[Dataset entries]
----

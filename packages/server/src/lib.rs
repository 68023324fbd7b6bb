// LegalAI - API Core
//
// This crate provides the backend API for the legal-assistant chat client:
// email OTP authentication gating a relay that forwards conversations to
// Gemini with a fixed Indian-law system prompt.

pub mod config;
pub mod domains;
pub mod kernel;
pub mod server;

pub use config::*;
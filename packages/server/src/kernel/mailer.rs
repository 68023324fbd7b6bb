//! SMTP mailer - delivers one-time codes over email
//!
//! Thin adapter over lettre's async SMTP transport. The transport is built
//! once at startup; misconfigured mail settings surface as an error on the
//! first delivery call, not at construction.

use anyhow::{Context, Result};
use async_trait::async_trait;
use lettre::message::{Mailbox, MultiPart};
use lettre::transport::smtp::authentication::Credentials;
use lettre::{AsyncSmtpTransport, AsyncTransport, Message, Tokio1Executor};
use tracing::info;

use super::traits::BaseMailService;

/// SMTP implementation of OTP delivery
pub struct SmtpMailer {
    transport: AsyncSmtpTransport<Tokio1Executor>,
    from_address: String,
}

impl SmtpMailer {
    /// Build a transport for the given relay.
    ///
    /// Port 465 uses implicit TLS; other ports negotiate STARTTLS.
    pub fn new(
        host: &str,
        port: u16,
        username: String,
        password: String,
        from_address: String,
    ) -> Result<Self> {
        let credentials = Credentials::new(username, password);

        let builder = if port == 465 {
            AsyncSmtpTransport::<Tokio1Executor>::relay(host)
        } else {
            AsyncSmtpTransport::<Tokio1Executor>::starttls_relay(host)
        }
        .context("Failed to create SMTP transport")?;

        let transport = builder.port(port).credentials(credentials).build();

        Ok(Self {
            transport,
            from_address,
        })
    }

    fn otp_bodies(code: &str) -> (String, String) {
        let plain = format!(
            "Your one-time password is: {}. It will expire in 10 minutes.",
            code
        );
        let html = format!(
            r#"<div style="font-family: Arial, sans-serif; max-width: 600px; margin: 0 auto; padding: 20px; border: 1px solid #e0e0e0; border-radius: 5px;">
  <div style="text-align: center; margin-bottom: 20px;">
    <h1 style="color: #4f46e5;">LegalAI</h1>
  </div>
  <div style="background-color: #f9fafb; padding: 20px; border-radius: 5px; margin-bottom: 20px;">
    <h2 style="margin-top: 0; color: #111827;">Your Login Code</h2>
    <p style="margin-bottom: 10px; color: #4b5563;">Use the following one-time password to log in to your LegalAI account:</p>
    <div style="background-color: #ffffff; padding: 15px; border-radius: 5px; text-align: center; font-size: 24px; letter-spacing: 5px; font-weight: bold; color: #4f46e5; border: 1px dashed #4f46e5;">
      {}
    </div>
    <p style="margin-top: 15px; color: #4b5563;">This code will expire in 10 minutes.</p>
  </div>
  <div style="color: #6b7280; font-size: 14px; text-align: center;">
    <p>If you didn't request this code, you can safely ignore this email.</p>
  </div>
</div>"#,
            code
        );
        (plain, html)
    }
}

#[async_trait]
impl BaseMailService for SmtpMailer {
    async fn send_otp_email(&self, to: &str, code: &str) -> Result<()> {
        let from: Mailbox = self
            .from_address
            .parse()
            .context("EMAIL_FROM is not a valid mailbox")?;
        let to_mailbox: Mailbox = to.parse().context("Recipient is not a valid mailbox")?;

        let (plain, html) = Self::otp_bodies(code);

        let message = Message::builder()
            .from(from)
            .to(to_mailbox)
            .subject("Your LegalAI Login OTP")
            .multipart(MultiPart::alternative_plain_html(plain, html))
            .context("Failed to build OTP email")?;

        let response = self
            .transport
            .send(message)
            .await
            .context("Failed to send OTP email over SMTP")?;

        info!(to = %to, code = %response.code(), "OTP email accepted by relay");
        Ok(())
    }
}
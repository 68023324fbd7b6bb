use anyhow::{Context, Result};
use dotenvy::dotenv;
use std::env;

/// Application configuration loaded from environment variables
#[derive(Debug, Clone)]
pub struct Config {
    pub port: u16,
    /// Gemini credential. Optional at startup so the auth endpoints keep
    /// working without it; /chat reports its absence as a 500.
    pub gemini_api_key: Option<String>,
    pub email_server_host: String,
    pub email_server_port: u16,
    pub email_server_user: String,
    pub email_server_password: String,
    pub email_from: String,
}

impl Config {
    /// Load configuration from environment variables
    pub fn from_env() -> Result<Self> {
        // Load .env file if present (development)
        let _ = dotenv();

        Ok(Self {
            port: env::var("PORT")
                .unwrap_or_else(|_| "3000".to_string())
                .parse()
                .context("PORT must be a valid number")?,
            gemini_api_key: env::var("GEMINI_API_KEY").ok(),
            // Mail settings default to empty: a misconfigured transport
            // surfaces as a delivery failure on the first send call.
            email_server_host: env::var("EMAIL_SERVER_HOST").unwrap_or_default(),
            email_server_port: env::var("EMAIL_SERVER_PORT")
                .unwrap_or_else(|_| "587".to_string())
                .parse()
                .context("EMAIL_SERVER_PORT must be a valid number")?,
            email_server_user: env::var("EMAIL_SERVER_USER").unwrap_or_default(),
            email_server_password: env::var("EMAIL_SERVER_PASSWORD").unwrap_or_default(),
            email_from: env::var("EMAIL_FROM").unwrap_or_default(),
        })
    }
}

----

§ PROBLEM DESCRIPTION
Write the data back out verbatim.

§ SOLUTION
filename packages/server/src/lib.rs
repository 68023324fbd7b6bb
// LegalAI - API Core
//
// This crate provides the backend API for the legal-assistant chat client:
// email OTP authentication gating a relay that forwards conversations to
// Gemini with a fixed Indian-law system prompt.

pub mod config;
pub mod domains;
pub mod kernel;
pub mod server;

pub use config::*;
filename packages/server/src/kernel/mailer.rs
repository 68023324fbd7b6bb
//! SMTP mailer - delivers one-time codes over email
//!
//! Thin adapter over lettre's async SMTP transport. The transport is built
//! once at startup; misconfigured mail settings surface as an error on the
//! first delivery call, not at construction.

use anyhow::{Context, Result};
use async_trait::async_trait;
use lettre::message::{Mailbox, MultiPart};
use lettre::transport::smtp::authentication::Credentials;
use lettre::{AsyncSmtpTransport, AsyncTransport, Message, Tokio1Executor};
use tracing::info;

use super::traits::BaseMailService;

/// SMTP implementation of OTP delivery
pub struct SmtpMailer {
    transport: AsyncSmtpTransport<Tokio1Executor>,
    from_address: String,
}

impl SmtpMailer {
    /// Build a transport for the given relay.
    ///
    /// Port 465 uses implicit TLS; other ports negotiate STARTTLS.
    pub fn new(
        host: &str,
        port: u16,
        username: String,
        password: String,
        from_address: String,
    ) -> Result<Self> {
        let credentials = Credentials::new(username, password);

        let builder = if port == 465 {
            AsyncSmtpTransport::<Tokio1Executor>::relay(host)
        } else {
            AsyncSmtpTransport::<Tokio1Executor>::starttls_relay(host)
        }
        .context("Failed to create SMTP transport")?;

        let transport = builder.port(port).credentials(credentials).build();

        Ok(Self {
            transport,
            from_address,
        })
    }

    fn otp_bodies(code: &str) -> (String, String) {
        let plain = format!(
            "Your one-time password is: {}. It will expire in 10 minutes.",
            code
        );
        let html = format!(
            r#"<div style="font-family: Arial, sans-serif; max-width: 600px; margin: 0 auto; padding: 20px; border: 1px solid #e0e0e0; border-radius: 5px;">
  <div style="text-align: center; margin-bottom: 20px;">
    <h1 style="color: #4f46e5;">LegalAI</h1>
  </div>
  <div style="background-color: #f9fafb; padding: 20px; border-radius: 5px; margin-bottom: 20px;">
    <h2 style="margin-top: 0; color: #111827;">Your Login Code</h2>
    <p style="margin-bottom: 10px; color: #4b5563;">Use the following one-time password to log in to your LegalAI account:</p>
    <div style="background-color: #ffffff; padding: 15px; border-radius: 5px; text-align: center; font-size: 24px; letter-spacing: 5px; font-weight: bold; color: #4f46e5; border: 1px dashed #4f46e5;">
      {}
    </div>
    <p style="margin-top: 15px; color: #4b5563;">This code will expire in 10 minutes.</p>
  </div>
  <div style="color: #6b7280; font-size: 14px; text-align: center;">
    <p>If you didn't request this code, you can safely ignore this email.</p>
  </div>
</div>"#,
            code
        );
        (plain, html)
    }
}

#[async_trait]
impl BaseMailService for SmtpMailer {
    async fn send_otp_email(&self, to: &str, code: &str) -> Result<()> {
        let from: Mailbox = self
            .from_address
            .parse()
            .context("EMAIL_FROM is not a valid mailbox")?;
        let to_mailbox: Mailbox = to.parse().context("Recipient is not a valid mailbox")?;

        let (plain, html) = Self::otp_bodies(code);

        let message = Message::builder()
            .from(from)
            .to(to_mailbox)
            .subject("Your LegalAI Login OTP")
            .multipart(MultiPart::alternative_plain_html(plain, html))
            .context("Failed to build OTP email")?;

        let response = self
            .transport
            .send(message)
            .await
            .context("Failed to send OTP email over SMTP")?;

        info!(to = %to, code = %response.code(), "OTP email accepted by relay");
        Ok(())
    }
}
repository 68023324fbd7b6bb
use anyhow::{Context, Result};
use dotenvy::dotenv;
use std::env;

/// Application configuration loaded from environment variables
#[derive(Debug, Clone)]
pub struct Config {
    pub port: u16,
    /// Gemini credential. Optional at startup so the auth endpoints keep
    /// working without it; /chat reports its absence as a 500.
    pub gemini_api_key: Option<String>,
    pub email_server_host: String,
    pub email_server_port: u16,
    pub email_server_user: String,
    pub email_server_password: String,
    pub email_from: String,
}

impl Config {
    /// Load configuration from environment variables
    pub fn from_env() -> Result<Self> {
        // Load .env file if present (development)
        let _ = dotenv();

        Ok(Self {
            port: env::var("PORT")
                .unwrap_or_else(|_| "3000".to_string())
                .parse()
                .context("PORT must be a valid number")?,
            gemini_api_key: env::var("GEMINI_API_KEY").ok(),
            // Mail settings default to empty: a misconfigured transport
            // surfaces as a delivery failure on the first send call.
            email_server_host: env::var("EMAIL_SERVER_HOST").unwrap_or_default(),
            email_server_port: env::var("EMAIL_SERVER_PORT")
                .unwrap_or_else(|_| "587".to_string())
                .parse()
                .context("EMAIL_SERVER_PORT must be a valid number")?,
            email_server_user: env::var("EMAIL_SERVER_USER").unwrap_or_default(),
            email_server_password: env::var("EMAIL_SERVER_PASSWORD").unwrap_or_default(),
            email_from: env::var("EMAIL_FROM").unwrap_or_default(),
        })
    }
}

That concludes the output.